A silence broke out between the two of us as my mind went into a deep session of contemplation. The words that spilled from her mouth made me think. 

That's when I started to question myself.

Was I really as strong as I made myself out to be? Because now, I feel like a sore loser, a coward. An idiot, a imbecile. But most importantly, I feel so weak, I know I'm unworthy of Chester's love.

If I was strong, I wouldn't have to attempt marriage with Prince Alexi. I wasn't strong enough to stand up to my beliefs and tried to take the easy way out. War strategists never take the easy way out. I did, which makes me inferior. 

I angered Chester because I was weak. I'm pretty much convinced that I conquer the whole world with the art of my sparring techniques but I wasn't strong or valiant. I was a fucking coward. 

My back was turned to all of the major problems. I didn't face them with my own eyes. I didn't handle them, I didn't bare to take the consequences. Which was why I wasn't worthy of the person I made myself out to be.

"Eurydice?" 

Sayer pulled me out of my train of thoughts. Her eyes glanced over at the direction of the guys behind the bushes, signaling me to complete my task.

A nod from my head confirmed my agreement to making this right.
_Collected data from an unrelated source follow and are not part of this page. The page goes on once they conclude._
//! Entitlement gating and assembly of the client-facing profile view.

use serde::Serialize;
use serde_json::Value;
use time::format_description::well_known::Rfc3339;
use time::OffsetDateTime;
use tracing::warn;

use crate::auth::models::SessionIdentity;
use crate::cache::payments;
use crate::config::ProfileConfig;
use crate::error::AppError;
use crate::state::app_state::AppState;
use crate::upstream::models::UpstreamUser;

const SECONDS_PER_DAY: i64 = 86_400;

/// Stable response schema for `GET /api/me`. Every field serializes on
/// every response; optional values become `null`, never missing keys.
#[derive(Debug, Clone, Serialize)]
pub struct ProfileView {
    pub telegram_id: i64,
    pub username: Option<String>,
    pub status: String,
    pub plan: Option<String>,
    pub expire_at: Option<String>,
    pub days_left: Option<i64>,
    pub device_limit: Option<i64>,
    pub subscription_link: Option<String>,
    pub traffic_limit_bytes: Option<i64>,
    pub traffic_used_bytes: Option<i64>,
    pub internal_squads: Vec<Value>,
    pub payments: Vec<PaymentSummary>,
}

#[derive(Debug, Clone, Serialize)]
pub struct PaymentSummary {
    pub plan: Option<String>,
    pub amount: Option<f64>,
    pub currency: Option<String>,
    pub paid_at: Option<String>,
}

impl From<payments::Model> for PaymentSummary {
    fn from(row: payments::Model) -> Self {
        Self {
            plan: row.plan,
            amount: row.amount,
            currency: row.currency,
            paid_at: row.paid_at,
        }
    }
}

/// Fetch the upstream record for one telegram id and apply the entitlement
/// gate: the user must exist, be ACTIVE, and not be revoked. Failures are
/// 403-class, distinct from the 401 the session extractor produces.
pub async fn require_entitled_user(
    state: &AppState,
    telegram_id: i64,
) -> Result<UpstreamUser, AppError> {
    let user = state
        .upstream
        .fetch_user_by_external_id(telegram_id)
        .await?
        .ok_or_else(AppError::subscription_not_found)?;

    if !user.status.is_active() || user.sub_revoked_at.is_some() {
        return Err(AppError::subscription_inactive());
    }

    Ok(user)
}

/// Whole days until `expire_at`, clamped at zero; `None` when absent or
/// unparseable (the raw value still echoes through `ProfileView.expire_at`).
pub fn days_left(expire_at: Option<&str>, now: OffsetDateTime) -> Option<i64> {
    let raw = expire_at?;
    let expires = match OffsetDateTime::parse(raw, &Rfc3339) {
        Ok(ts) => ts,
        Err(_) => {
            warn!(expire_at = raw, "unparseable expireAt from upstream");
            return None;
        }
    };
    let seconds = (expires - now).whole_seconds();
    Some((seconds / SECONDS_PER_DAY).max(0))
}

fn subscription_link(user: &UpstreamUser, config: &ProfileConfig) -> Option<String> {
    if let Some(url) = &user.subscription_url {
        return Some(url.clone());
    }
    match (&config.subscription_base_url, &user.short_uuid) {
        (Some(base), Some(short)) => Some(format!("{base}/{short}")),
        _ => None,
    }
}

pub fn assemble_profile(
    identity: &SessionIdentity,
    user: &UpstreamUser,
    payment_rows: Vec<payments::Model>,
    config: &ProfileConfig,
    now: OffsetDateTime,
) -> ProfileView {
    let plan = user
        .external_squad_uuid
        .as_deref()
        .and_then(|squad| config.plans.plan_for(squad))
        .map(str::to_string);

    ProfileView {
        telegram_id: identity.telegram_id,
        username: user.username.clone(),
        status: user.status.as_str().to_string(),
        plan,
        expire_at: user.expire_at.clone(),
        days_left: days_left(user.expire_at.as_deref(), now),
        device_limit: user.hwid_device_limit,
        subscription_link: subscription_link(user, config),
        traffic_limit_bytes: user.traffic_limit_bytes,
        traffic_used_bytes: user.traffic_used_bytes,
        internal_squads: user.active_internal_squads.clone(),
        payments: payment_rows.into_iter().map(PaymentSummary::from).collect(),
    }
}

#[cfg(test)]
mod tests {
    use time::macros::datetime;

    use super::{assemble_profile, days_left, ProfileView};
    use crate::auth::models::SessionIdentity;
    use crate::config::{PlanMap, ProfileConfig};
    use crate::upstream::models::{SubscriptionStatus, UpstreamUser};

    fn identity() -> SessionIdentity {
        SessionIdentity {
            telegram_id: 42,
            username: Some("alice".to_string()),
            first_name: None,
            last_name: None,
            photo_url: None,
        }
    }

    fn active_user() -> UpstreamUser {
        UpstreamUser {
            id: 7,
            username: Some("42".to_string()),
            status: SubscriptionStatus::Active,
            sub_revoked_at: None,
            expire_at: Some("2026-06-01T00:00:00Z".to_string()),
            traffic_limit_bytes: Some(100_000),
            traffic_used_bytes: Some(5_000),
            hwid_device_limit: Some(3),
            short_uuid: Some("abc123".to_string()),
            subscription_url: None,
            external_squad_uuid: Some("squad-lte".to_string()),
            active_internal_squads: vec![],
        }
    }

    fn config() -> ProfileConfig {
        ProfileConfig {
            plans: PlanMap::from_pairs(&[("squad-lte", "lte"), ("squad-wifi", "wifi")]),
            subscription_base_url: Some("https://sub.example".to_string()),
        }
    }

    #[test]
    fn days_left_floors_partial_days() {
        // 3 days 2 hours ahead floors to 3.
        let now = datetime!(2026-01-01 00:00:00 UTC);
        assert_eq!(
            days_left(Some("2026-01-04T02:00:00Z"), now),
            Some(3)
        );
    }

    #[test]
    fn days_left_clamps_past_dates_to_zero() {
        let now = datetime!(2026-01-10 00:00:00 UTC);
        assert_eq!(days_left(Some("2026-01-01T00:00:00Z"), now), Some(0));
    }

    #[test]
    fn days_left_absent_or_garbage_is_none() {
        let now = datetime!(2026-01-01 00:00:00 UTC);
        assert_eq!(days_left(None, now), None);
        assert_eq!(days_left(Some("not-a-date"), now), None);
    }

    #[test]
    fn plan_comes_from_the_configured_squad_map() {
        let now = datetime!(2026-01-01 00:00:00 UTC);
        let view = assemble_profile(&identity(), &active_user(), vec![], &config(), now);
        assert_eq!(view.plan.as_deref(), Some("lte"));

        let mut unmapped = active_user();
        unmapped.external_squad_uuid = Some("squad-unknown".to_string());
        let view = assemble_profile(&identity(), &unmapped, vec![], &config(), now);
        assert_eq!(view.plan, None);
    }

    #[test]
    fn subscription_link_prefers_upstream_url_then_constructs() {
        let now = datetime!(2026-01-01 00:00:00 UTC);

        let mut with_url = active_user();
        with_url.subscription_url = Some("https://panel.example/u/xyz".to_string());
        let view = assemble_profile(&identity(), &with_url, vec![], &config(), now);
        assert_eq!(
            view.subscription_link.as_deref(),
            Some("https://panel.example/u/xyz")
        );

        let view = assemble_profile(&identity(), &active_user(), vec![], &config(), now);
        assert_eq!(
            view.subscription_link.as_deref(),
            Some("https://sub.example/abc123")
        );

        let mut bare = active_user();
        bare.short_uuid = None;
        let view = assemble_profile(&identity(), &bare, vec![], &config(), now);
        assert_eq!(view.subscription_link, None);
    }

    fn assert_all_keys_present(view: &ProfileView) {
        let value = serde_json::to_value(view).unwrap();
        let obj = value.as_object().unwrap();
        for key in [
            "telegram_id",
            "username",
            "status",
            "plan",
            "expire_at",
            "days_left",
            "device_limit",
            "subscription_link",
            "traffic_limit_bytes",
            "traffic_used_bytes",
            "internal_squads",
            "payments",
        ] {
            assert!(obj.contains_key(key), "missing key {key}");
        }
    }

    #[test]
    fn schema_is_stable_across_sparse_upstream_payloads() {
        let now = datetime!(2026-01-01 00:00:00 UTC);

        // Full upstream data.
        assert_all_keys_present(&assemble_profile(
            &identity(),
            &active_user(),
            vec![],
            &config(),
            now,
        ));

        // Optional fields missing.
        let sparse = UpstreamUser {
            id: 8,
            username: None,
            status: SubscriptionStatus::Active,
            sub_revoked_at: None,
            expire_at: None,
            traffic_limit_bytes: None,
            traffic_used_bytes: None,
            hwid_device_limit: None,
            short_uuid: None,
            subscription_url: None,
            external_squad_uuid: None,
            active_internal_squads: vec![],
        };
        assert_all_keys_present(&assemble_profile(&identity(), &sparse, vec![], &config(), now));

        // Devices present but no subscription URL and no base configured.
        let mut no_link = active_user();
        no_link.subscription_url = None;
        let no_base = ProfileConfig {
            plans: PlanMap::default(),
            subscription_base_url: None,
        };
        assert_all_keys_present(&assemble_profile(&identity(), &no_link, vec![], &no_base, now));
    }
}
She smiled wholeheartedly,  gesturing me to lead the way.

We fiddled through the bushes, pushing our way back to the waiting group. 

Their heads shot up at us and grins plastered on their faces.

I walked closer to Chester, who was looking at the floor and not at me. When I was merely inches from him, he spoke up.

"Eurydice" he whispered.

"Chester"

"I'm sorry fo---"

Not wanting to hear his apologies, I interrupted his speech by smashing my pair of lips against his. His arms immediately snaked around me and I let my legs wrap around him. 

His strong arms lifted me up from the ground as our lips continued to move against one another. The only feeling I'm feeling now is love.

My whole body caused an uncontrollable action. A wave of vulnerability passed me and this time, I actually didn't care. This time, I wasn't going to do anything about it.

Chester is the one I love and I should be apologizing for this disconnection between us. I was the coward who agreed to marry Alexi just to keep other people safe.

If Chester had to marry a princess in order to keep the rest of us safe, I know he wouldn't because he's in love with me and he would stand up for himself. I proved that I wouldn't which stirs up the feeling of self disgust. 

My lips pulled away from his as I forced a small smile. I was happy to be this close to Chester again but I also had a feeling of uncertainty. I don't deserve him. He was the brave knight. I am the coward princess. 

"I love you" I admitted openly, for the first time ever. My eyes gleamed in the sunlight and I've never felt so confident making a confession like this.

"I love you too" he announced, pressing his forehead against mine.

Applause interrupted their special moment.

"That's too cute, but too bad I'm going to kill you all!"

All the heads whipped around and we knew that we now faced our next enemy.
♠ ♠ ♠
Holy shit, I just wrote this during midnight.
My eyes can hardly keep open, I'm about to fall asleep before this chapter updates. Gah!